Studiengebühren könnten trotz VfGH-Urteil bleiben. Sollte die Regierung sich nicht auf eine Neuregelung der Studiengebühren einigen, können die Universitäten ab März 2012 im Rahmen ihrer Autonomie Beiträge in beliebiger Höhe einheben.

Das hat ein Gutachten von Verfassungsjurist Heinz Mayer im Auftrag des Wissenschaftsministeriums ergeben, das Minister Töchterle am Montagnachmittag vorgestellt hat.

Das Gesetz muss bis spätestens 29. Februar repariert werden, nachdem der Verfassungsgerichtshof (VfGH) die 2008 beschlossene de-facto-Abschaffung der Studiengebühren durch SPÖ, Grüne und FPÖ im Juli wegen zu unpräziser Bestimmungen aufgehoben hatte.

Ohne eine Neuregelung können die Unis laut Mayer-Gutachten, dem sich laut Töchterle auch andere namhafte Juristen angeschlossen hätten, in ihren Satzungen Regelungen über Studiengebühren erlassen. Dabei können sie festlegen, wer Studiengebühren zu zahlen hat und in welcher Höhe. Einzige Einschränkung dabei sind jene Passagen aus dem die Studiengebühren betreffenden Paragrafen 92 des Universitätsgesetzes, der besagt, dass etwa Studienbeihilfebezieher oder überwiegend berufstätige Studierende befreit sind.

In einem "Spontangedanken" (Töchterle) war man im Wissenschaftsministerium zunächst davon ausgegangen, dass die Gebühren komplett wegfallen würden, wenn das Gesetz nicht rechtzeitig repariert werden kann.
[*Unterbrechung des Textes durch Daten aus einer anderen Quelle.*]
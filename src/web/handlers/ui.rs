use axum::{
    extract::State,
    http::StatusCode,
    response::{Html, IntoResponse},
};
use minijinja::value::Value;
use std::collections::{BTreeMap, HashMap};
use std::sync::Arc;

use crate::web::state::AppState;
use crate::web::templates::render_template;

// Suggested questions shown under the form for each built-in database.
const EXAMPLE_QUESTIONS: &[(&str, &[&str])] = &[
    (
        "HR",
        &[
            "Show me all employees in the Sales department",
            "Find employees with salary greater than 50000",
            "List top 10 highest paid employees",
        ],
    ),
    (
        "BANKING",
        &[
            "Show all transactions for customer ID 123",
            "Find accounts with balance > 10000",
            "List transactions from last 30 days",
        ],
    ),
    (
        "MUSIC",
        &[
            "Show all albums by artist ID 5",
            "List songs longer than 5 minutes",
            "Find the most recent albums",
        ],
    ),
];

pub fn example_questions(database: &str) -> &'static [&'static str] {
    EXAMPLE_QUESTIONS
        .iter()
        .find(|(name, _)| *name == database)
        .map(|(_, questions)| *questions)
        .unwrap_or(&[])
}

// Main UI entry point
pub async fn index_handler(State(state): State<Arc<AppState>>) -> impl IntoResponse {
    let databases = state.query.registry().list_names();
    let examples: BTreeMap<&str, &[&str]> = databases
        .iter()
        .map(|name| (name.as_str(), example_questions(name)))
        .collect();

    let mut context = HashMap::new();
    context.insert("databases", Value::from_serialize(&databases));
    context.insert("examples", Value::from_serialize(&examples));
    context.insert("model", Value::from(state.query.model()));
    context.insert("version", Value::from(env!("CARGO_PKG_VERSION")));

    match render_template(&state.template_env, "index.html", context) {
        Ok(html) => Html(html).into_response(),
        Err(e) => (StatusCode::INTERNAL_SERVER_ERROR, Html(format!("<h1>Text2SQL</h1><p>{}</p>", e)))
            .into_response(),
    }
}

#[cfg(test)]
mod tests {
    use super::*;
    use crate::llm::testing::Unreachable;
    use crate::web::{app, test_state};
    use axum::body::{Body, to_bytes};
    use axum::http::{Request, header};
    use tower::ServiceExt;

    #[test]
    fn every_builtin_database_has_examples() {
        for name in ["HR", "BANKING", "MUSIC"] {
            assert_eq!(example_questions(name).len(), 3);
        }
        assert!(example_questions("UNKNOWN").is_empty());
    }

    #[tokio::test]
    async fn index_lists_databases() {
        let router = app(test_state(Box::new(Unreachable)));

        let response = router
            .oneshot(Request::builder().uri("/").body(Body::empty()).unwrap())
            .await
            .unwrap();

        assert_eq!(response.status(), StatusCode::OK);
        let bytes = to_bytes(response.into_body(), usize::MAX).await.unwrap();
        let html = String::from_utf8(bytes.to_vec()).unwrap();
        for name in ["HR", "BANKING", "MUSIC"] {
            assert!(html.contains(&format!("<option value=\"{}\"", name)));
        }
        assert!(html.contains("Find accounts with balance"));
    }

    #[tokio::test]
    async fn static_assets_are_served() {
        let router = app(test_state(Box::new(Unreachable)));

        let response = router
            .clone()
            .oneshot(Request::builder().uri("/static/app.js").body(Body::empty()).unwrap())
            .await
            .unwrap();
        assert_eq!(response.status(), StatusCode::OK);
        let content_type = response.headers()[header::CONTENT_TYPE].to_str().unwrap();
        assert!(content_type.contains("javascript"));

        let response = router
            .oneshot(Request::builder().uri("/static/missing.css").body(Body::empty()).unwrap())
            .await
            .unwrap();
        assert_eq!(response.status(), StatusCode::NOT_FOUND);
    }
}
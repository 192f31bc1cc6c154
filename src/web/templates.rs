use minijinja::Environment;
use std::collections::HashMap;
use tracing::error;

pub fn init_templates() -> Environment<'static> {
    let mut env = Environment::new();

    // Register built-in templates
    env.add_template("index.html", include_str!("../../templates/index.html"))
        .expect("Failed to add index template");

    env.add_filter("json", |value: minijinja::value::Value| {
        serde_json::to_string(&value).unwrap_or_else(|_| "null".to_string())
    });

    env
}

pub fn render_template(
    env: &Environment,
    template_name: &str,
    context: HashMap<&str, minijinja::value::Value>,
) -> Result<String, String> {
    match env.get_template(template_name) {
        Ok(tmpl) => tmpl.render(context).map_err(|e| {
            error!("Template render error: {}", e);
            format!("Template error: {}", e)
        }),
        Err(e) => {
            error!("Template not found: {} ({})", template_name, e);
            Err(format!("Template not found: {}", template_name))
        }
    }
}
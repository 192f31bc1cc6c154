use std::error::Error;
use std::fmt;

#[derive(Debug, Clone, PartialEq, Eq)]
pub enum SchemaError {
    NotFound(String),
}

impl fmt::Display for SchemaError {
    fn fmt(&self, f: &mut fmt::Formatter<'_>) -> fmt::Result {
        match self {
            SchemaError::NotFound(name) => write!(f, "Database '{}' not supported", name),
        }
    }
}

impl Error for SchemaError {}

/// A named database and the textual schema handed to the LLM.
#[derive(Debug, Clone)]
pub struct SchemaEntry {
    pub name: String,
    pub schema: String,
}

/// Read-only mapping from database name to schema description.
///
/// Entries keep their registration order, which is the order reported
/// by `list_names` and therefore by `/api/databases`.
#[derive(Debug, Clone, Default)]
pub struct SchemaRegistry {
    entries: Vec<SchemaEntry>,
}

impl SchemaRegistry {
    pub fn new(entries: Vec<SchemaEntry>) -> Self {
        let mut registry = Self::default();
        for entry in entries {
            registry.register(entry.name, entry.schema);
        }
        registry
    }

    /// The demonstration databases served out of the box.
    pub fn builtin() -> Self {
        Self::new(vec![
            SchemaEntry {
                name: "HR".to_string(),
                schema: r#"
Tables:
- EMPLOYEES (employee_id, first_name, last_name, email, department_id, salary)
- DEPARTMENTS (department_id, department_name, manager_id)
- JOBS (job_id, job_title, min_salary, max_salary)
"#
                .to_string(),
            },
            SchemaEntry {
                name: "BANKING".to_string(),
                schema: r#"
Tables:
- CUSTOMERS (customer_id, name, email, phone, created_date)
- ACCOUNTS (account_id, customer_id, account_type, balance, created_date)
- TRANSACTIONS (transaction_id, account_id, amount, transaction_date, type)
"#
                .to_string(),
            },
            SchemaEntry {
                name: "MUSIC".to_string(),
                schema: r#"
Tables:
- ARTISTS (artist_id, name, genre)
- ALBUMS (album_id, artist_id, title, release_date)
- SONGS (song_id, album_id, title, duration)
"#
                .to_string(),
            },
        ])
    }

    // Later registrations of an existing name replace the schema in place.
    fn register(&mut self, name: String, schema: String) {
        match self.entries.iter_mut().find(|e| e.name == name) {
            Some(existing) => existing.schema = schema,
            None => self.entries.push(SchemaEntry { name, schema }),
        }
    }

    pub fn lookup(&self, name: &str) -> Result<&str, SchemaError> {
        self.entries
            .iter()
            .find(|e| e.name == name)
            .map(|e| e.schema.as_str())
            .ok_or_else(|| SchemaError::NotFound(name.to_string()))
    }

    pub fn list_names(&self) -> Vec<String> {
        self.entries.iter().map(|e| e.name.clone()).collect()
    }

    pub fn len(&self) -> usize {
        self.entries.len()
    }

    pub fn is_empty(&self) -> bool {
        self.entries.is_empty()
    }
}
use axum::{
    Router,
    routing::{get, post},
};
use std::sync::Arc;

use super::handlers;
use super::static_files::static_handler;
use super::state::AppState;

// UI Routes - web interface
pub fn ui_routes() -> Router<Arc<AppState>> {
    Router::new()
        .route("/", get(handlers::ui::index_handler))
        .route("/static/{*path}", get(static_handler))
}

// API Routes - REST API for programmatic access
pub fn api_routes() -> Router<Arc<AppState>> {
    Router::new()
        .route("/health", get(handlers::api::health_check))
        .nest(
            "/api",
            Router::new()
                // Generation and simulated execution
                .route("/text-to-sql", post(handlers::api::text_to_sql))
                .route("/execute", post(handlers::api::execute_query))

                // Metadata
                .route("/databases", get(handlers::api::list_databases))
                .route("/schemas/{database}", get(handlers::api::get_schema))

                // System status
                .route("/status", get(handlers::api::system_status)),
        )
}
use crate::query::models::{ExecutionResult, QueryStatus};
use tracing::info;

/// Latency reported for every simulated execution.
pub const SIMULATED_EXECUTION_TIME_MS: u64 = 145;

pub const SIMULATED_MESSAGE: &str =
    "Query execution simulated (set up database connection for real execution)";

/// Stands in for a real database connection. No query is ever run; every
/// call reports success with zero rows.
#[derive(Debug, Default, Clone)]
pub struct SimulatedExecutor;

impl SimulatedExecutor {
    pub fn new() -> Self {
        Self
    }

    pub fn execute(&self, sql: &str, database: &str, limit: u32) -> ExecutionResult {
        info!(
            "Simulating execution against '{}' (limit {}): {}",
            database, limit, sql
        );

        ExecutionResult {
            status: QueryStatus::Success,
            rows_returned: 0,
            execution_time_ms: SIMULATED_EXECUTION_TIME_MS,
            message: SIMULATED_MESSAGE.to_string(),
            data: Vec::new(),
        }
    }
}

#[cfg(test)]
mod tests {
    use super::*;

    #[test]
    fn simulated_result_is_empty_success() {
        let result = SimulatedExecutor::new().execute("SELECT 1", "HR", 10);
        assert_eq!(result.status, QueryStatus::Success);
        assert_eq!(result.rows_returned, 0);
        assert_eq!(result.execution_time_ms, SIMULATED_EXECUTION_TIME_MS);
        assert!(result.data.is_empty());
        assert!(result.message.contains("simulated"));
    }
}
use axum::{
    Json,
    extract::{Path, State},
};
use serde::{Deserialize, Serialize};
use std::sync::Arc;
use tracing::{debug, info};

use crate::query::models::{ExecutionRequest, ExecutionResult, GenerationRequest, GenerationResult};
use crate::web::error::ApiError;
use crate::web::state::AppState;

#[derive(Debug, Serialize, Deserialize)]
pub struct DatabaseList {
    pub databases: Vec<String>,
}

#[derive(Debug, Serialize, Deserialize)]
pub struct SchemaResponse {
    pub database: String,
    pub schema: String,
}

#[derive(Debug, Serialize, Deserialize)]
pub struct HealthStatus {
    pub status: String,
    pub timestamp: String,
}

#[derive(Debug, Serialize, Deserialize)]
pub struct SystemStatus {
    pub version: String,
    pub uptime_seconds: i64,
    pub database_count: usize,
    pub model: String,
}

// Generation failures are reported inside the body; this endpoint
// always answers 200 for a well-formed request.
pub async fn text_to_sql(
    State(state): State<Arc<AppState>>,
    Json(payload): Json<GenerationRequest>,
) -> Json<GenerationResult> {
    info!("Text-to-SQL request for database {}", payload.database);
    debug!("Question: {}", payload.question);

    Json(state.query.generate_sql(&payload).await)
}

pub async fn execute_query(
    State(state): State<Arc<AppState>>,
    Json(payload): Json<ExecutionRequest>,
) -> Result<Json<ExecutionResult>, ApiError> {
    info!("Execute request for database {}", payload.database);

    let result = state.query.execute_sql(&payload)?;
    Ok(Json(result))
}

pub async fn list_databases(State(state): State<Arc<AppState>>) -> Json<DatabaseList> {
    Json(DatabaseList {
        databases: state.query.registry().list_names(),
    })
}

pub async fn get_schema(
    State(state): State<Arc<AppState>>,
    Path(database): Path<String>,
) -> Result<Json<SchemaResponse>, ApiError> {
    let schema = state.query.registry().lookup(&database)?;

    Ok(Json(SchemaResponse {
        schema: schema.to_string(),
        database,
    }))
}

pub async fn health_check() -> Json<HealthStatus> {
    Json(HealthStatus {
        status: "healthy".to_string(),
        timestamp: chrono::Utc::now().to_rfc3339(),
    })
}

pub async fn system_status(State(state): State<Arc<AppState>>) -> Json<SystemStatus> {
    let uptime = chrono::Utc::now()
        .signed_duration_since(state.startup_time)
        .num_seconds();

    Json(SystemStatus {
        version: env!("CARGO_PKG_VERSION").to_string(),
        uptime_seconds: uptime,
        database_count: state.query.registry().len(),
        model: state.query.model().to_string(),
    })
}
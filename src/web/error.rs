use axum::{
    Json,
    http::StatusCode,
    response::{IntoResponse, Response},
};
use serde::Serialize;

use crate::db::schema_registry::SchemaError;
use crate::query::QueryError;

/// A failure reported through the HTTP status line, with a JSON
/// `{"detail": ...}` body.
#[derive(Debug)]
pub struct ApiError {
    pub status: StatusCode,
    pub detail: String,
}

#[derive(Serialize)]
struct ErrorBody<'a> {
    detail: &'a str,
}

impl ApiError {
    pub fn new(status: StatusCode, detail: impl Into<String>) -> Self {
        Self {
            status,
            detail: detail.into(),
        }
    }
}

impl From<QueryError> for ApiError {
    fn from(err: QueryError) -> Self {
        let status = match &err {
            QueryError::UnsupportedDatabase(_) => StatusCode::NOT_FOUND,
            QueryError::EmptyQuestion | QueryError::UnsafeQuery | QueryError::InvalidLimit => {
                StatusCode::BAD_REQUEST
            }
            QueryError::Completion(_) => StatusCode::BAD_GATEWAY,
        };
        Self::new(status, err.to_string())
    }
}

impl From<SchemaError> for ApiError {
    fn from(err: SchemaError) -> Self {
        QueryError::from(err).into()
    }
}

impl IntoResponse for ApiError {
    fn into_response(self) -> Response {
        (self.status, Json(ErrorBody { detail: &self.detail })).into_response()
    }
}
use crate::query::QueryService;
use crate::web::templates::init_templates;
use minijinja::Environment;

/// Shared application state for the web server
pub struct AppState {
    pub query: QueryService,
    pub template_env: Environment<'static>,
    pub startup_time: chrono::DateTime<chrono::Utc>,
}

impl AppState {
    pub fn new(query: QueryService) -> Self {
        Self {
            query,
            template_env: init_templates(),
            startup_time: chrono::Utc::now(),
        }
    }
}
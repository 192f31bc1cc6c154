use axum::{
    extract::Path,
    http::{StatusCode, header},
    response::{IntoResponse, Response},
};
use rust_embed::RustEmbed;

#[derive(RustEmbed)]
#[folder = "static/"]
struct StaticAssets;

pub async fn static_handler(Path(path): Path<String>) -> impl IntoResponse {
    serve_static_file(&path)
}

// Embedded static file handler
pub fn serve_static_file(path: &str) -> Response {
    let path = path.trim_start_matches('/');

    match StaticAssets::get(path) {
        Some(content) => {
            let mime = mime_guess::from_path(path).first_or_octet_stream();

            (
                [(header::CONTENT_TYPE, mime.as_ref().to_string())],
                content.data.into_owned(),
            )
                .into_response()
        }
        None => (StatusCode::NOT_FOUND, "File not found").into_response(),
    }
}
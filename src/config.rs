use clap::{Parser, Subcommand};
use config::{Config, ConfigError, File};
use serde::Deserialize;
use std::path::{Path, PathBuf};

use crate::llm::providers::openai::DEFAULT_API_URL;

#[derive(Debug, Deserialize, Clone)]
pub struct WebConfig {
    pub host: String,
    pub port: u16,
}

#[derive(Debug, Deserialize, Clone)]
pub struct LlmConfig {
    pub model: String,
    pub api_key: Option<String>,
    pub api_url: String,
    pub timeout_secs: u64,
}

#[derive(Debug, Deserialize, Clone)]
pub struct AppConfig {
    pub web: WebConfig,
    pub llm: LlmConfig,
}

#[derive(Parser, Debug)]
#[command(author, version, about, long_about = None)]
pub struct CliArgs {
    /// Path to configuration file
    #[arg(short, long, value_name = "FILE", global = true)]
    pub config: Option<PathBuf>,

    /// Host to bind to
    #[arg(long, global = true)]
    pub host: Option<String>,

    /// Port to bind to
    #[arg(short, long, global = true)]
    pub port: Option<u16>,

    /// Emit logs as JSON lines
    #[arg(long, global = true)]
    pub log_json: bool,

    #[command(subcommand)]
    pub command: Option<Command>,
}

#[derive(Subcommand, Debug, Clone)]
pub enum Command {
    /// Start the HTTP API and web UI (default)
    Serve,
    /// Ask a running server to turn a question into SQL
    Ask {
        /// Target database
        #[arg(short, long)]
        database: String,

        /// Additional context for the model
        #[arg(long)]
        context: Option<String>,

        /// Run the generated query through the execute endpoint
        #[arg(long)]
        execute: bool,

        /// Base URL of the server (defaults to the configured host and port)
        #[arg(long)]
        api_url: Option<String>,

        /// Natural language question
        question: String,
    },
}

/// Values taken from the process environment, layered above the
/// configuration file and below command line flags.
#[derive(Debug, Default, Clone)]
pub struct EnvOverrides {
    pub api_key: Option<String>,
    pub model: Option<String>,
    pub api_url: Option<String>,
    pub host: Option<String>,
    pub port: Option<String>,
}

impl EnvOverrides {
    pub fn from_env() -> Self {
        let var = |name: &str| std::env::var(name).ok().filter(|v| !v.is_empty());
        Self {
            api_key: var("OPENAI_API_KEY"),
            model: var("OPENAI_CHAT_MODEL"),
            api_url: var("OPENAI_API_URL"),
            host: var("API_HOST"),
            port: var("API_PORT"),
        }
    }
}

impl AppConfig {
    pub fn new(args: &CliArgs) -> Result<Self, ConfigError> {
        Self::load(args, &EnvOverrides::from_env())
    }

    pub fn load(args: &CliArgs, env: &EnvOverrides) -> Result<Self, ConfigError> {
        let defaults = AppConfig::default();

        let mut config_builder = Config::builder()
            .set_default("web.host", defaults.web.host)?
            .set_default("web.port", i64::from(defaults.web.port))?
            .set_default("llm.model", defaults.llm.model)?
            .set_default("llm.api_url", defaults.llm.api_url)?
            .set_default("llm.timeout_secs", defaults.llm.timeout_secs as i64)?;

        // Add configuration from file if specified
        if let Some(config_path) = &args.config {
            config_builder = config_builder.add_source(File::from(config_path.as_path()));
        } else {
            let default_locations = [
                "config.toml",
                "config/config.toml",
                "/etc/text2sql/config.toml",
            ];

            if let Some(location) = default_locations.iter().find(|l| Path::new(l).exists()) {
                config_builder =
                    config_builder.add_source(File::new(location, config::FileFormat::Toml));
            }
        }

        config_builder = config_builder
            .set_override_option("llm.api_key", env.api_key.clone())?
            .set_override_option("llm.model", env.model.clone())?
            .set_override_option("llm.api_url", env.api_url.clone())?
            .set_override_option("web.host", env.host.clone())?
            .set_override_option("web.port", env.port.clone())?;

        let mut config: AppConfig = config_builder.build()?.try_deserialize()?;

        // Override with command line args if provided
        if let Some(host) = &args.host {
            config.web.host = host.clone();
        }
        if let Some(port) = args.port {
            config.web.port = port;
        }

        Ok(config)
    }

    /// Base URL for client commands. An explicit `--api-url` wins and no
    /// configuration is read; otherwise the configured bind address is used.
    pub fn api_base_url(
        args: &CliArgs,
        api_url: Option<&str>,
        env: &EnvOverrides,
    ) -> Result<String, ConfigError> {
        if let Some(url) = api_url {
            return Ok(url.to_string());
        }
        let config = Self::load(args, env)?;
        Ok(format!("http://{}:{}", config.web.host, config.web.port))
    }

    pub fn command(args: &CliArgs) -> Command {
        args.command.clone().unwrap_or(Command::Serve)
    }
}

impl Default for LlmConfig {
    fn default() -> Self {
        Self {
            model: "gpt-4o-mini".to_string(),
            api_key: None,
            api_url: DEFAULT_API_URL.to_string(),
            timeout_secs: 60,
        }
    }
}

impl Default for AppConfig {
    fn default() -> Self {
        Self {
            web: WebConfig {
                host: "127.0.0.1".to_string(),
                port: 8000,
            },
            llm: LlmConfig::default(),
        }
    }
}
Dem habe das Gutachten aber widersprochen, die Gebühren seien "jetzt halt in einem Textfragment geregelt", so Töchterle.

Er appellierte an die SPÖ, seinem jüngst präsentierten neuen Studiengebührenmodell zuzustimmen, in dem 500 Euro pro Semester als Höchstbeitragsgrenze definiert und soziale Begleitmaßnahmen definiert sind. "Mir ist natürlich meine Regelung lieber, aber wenn die Unis das klug und autonom nutzen, ist mir das auch recht."